In 1934 Barron was the first to recognise the age and significance of the three-faced Corleck Head, which had been found in 1855 by a local farmer. He established its modern providence through interviews with locals who had early memories of viewing the head in different locations in the area. Barron contacted National Museum of Ireland in 1937 after which the museum's director Adolf Mahr arranged its permanent loan to the museum for study. In a lecture to The Prehistoric Society that year, Mahr described the head as "certainly the most Gaulish looking sculpture of religious character ever found in Ireland". Mahr secured funding to acquire it into the museum's collection, while study of the head and similar stone idols preoccupied Barron until his death.

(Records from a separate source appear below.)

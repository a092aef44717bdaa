//! # Reformat Helper
//!
//! Trade posts list on-hands as free text tagged with ball emoji shortcodes,
//! e.g. `:moonball: :loveball: Clefairy`. [`reformat_line`] turns one such line
//! into one untagged line per ball tag (`Moon clefairy`, `Love clefairy`),
//! ready to be fed to `add --game`.

use crate::error::ParseError;
use crate::inventory::Ball;

/// Reformats a single line. Lines with no ball tag produce nothing.
pub fn reformat_line(line: &str) -> Result<Vec<String>, ParseError> {
    let (codes, text) = split_shortcodes(line);
    let balls: Vec<Ball> = codes.iter().filter_map(|code| ball_from_shortcode(code)).collect();
    if balls.is_empty() {
        return Ok(Vec::new());
    }

    let species = species_token(&text);
    if species.is_empty() {
        return Err(ParseError::MalformedLine(line.to_string()));
    }

    Ok(balls
        .into_iter()
        .map(|ball| format!("{} {}", ball.name(), species))
        .collect())
}

/// Reformats every line of a batch, in order.
pub fn reformat_lines<I, S>(lines: I) -> Result<Vec<String>, ParseError>
where
    I: IntoIterator<Item = S>,
    S: AsRef<str>,
{
    let mut output = Vec::new();
    for line in lines {
        output.extend(reformat_line(line.as_ref())?);
    }
    Ok(output)
}

/// Pulls `:shortcode:` tokens out of a line, returning them with the text
/// that is left.
fn split_shortcodes(line: &str) -> (Vec<&str>, String) {
    let mut codes = Vec::new();
    let mut text = String::new();
    let mut rest = line;

    while let Some(start) = rest.find(':') {
        let after = &rest[start + 1..];
        match after.find(':') {
            Some(len) if is_shortcode(&after[..len]) => {
                text.push_str(&rest[..start]);
                text.push(' ');
                codes.push(&after[..len]);
                rest = &after[len + 1..];
            }
            _ => {
                text.push_str(&rest[..=start]);
                rest = after;
            }
        }
    }
    text.push_str(rest);
    (codes, text)
}

fn is_shortcode(s: &str) -> bool {
    !s.is_empty()
        && s
            .chars()
            .all(|c| c.is_ascii_alphanumeric() || c == '_' || c == '-' || c == '+')
}

fn ball_from_shortcode(code: &str) -> Option<Ball> {
    let lower = code.to_lowercase();
    let name = lower.strip_suffix("ball")?;
    Ball::ALL
        .into_iter()
        .find(|ball| ball.name().to_lowercase() == name)
}

/// Collapses free text into one species token of the untagged grammar.
fn species_token(text: &str) -> String {
    let cleaned: String = text
        .to_lowercase()
        .chars()
        .filter(|c| c.is_alphanumeric() || c.is_whitespace() || *c == '-' || *c == '.')
        .collect();

    // The grammar splits on whitespace, so multi-word names must collapse
    // first. `canonicalize` expands them again on the way in.
    let collapsed = cleaned.replace("mr. mime", "mime");
    collapsed
        .split_whitespace()
        .map(|word| word.trim_matches(|c| c == '-' || c == '.'))
        .filter(|word| !word.is_empty())
        .collect::<Vec<&str>>()
        .join("-")
}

He became a regular contributor to the Irish Folklore Commission almost from his foundation in 1935. He excavated crannogs on Knockbride lake from the early 1950s, and found a number of quern-stones, as well as a cannonball dated to the Irish Rebellion of 1641. He was praised in a 1942 article in the Ulster Journal of Archaeology where it was noted that he had "during the past ten years acquired [for the National Museum of Ireland] a great number of objects of archaeological significance from East Cavan.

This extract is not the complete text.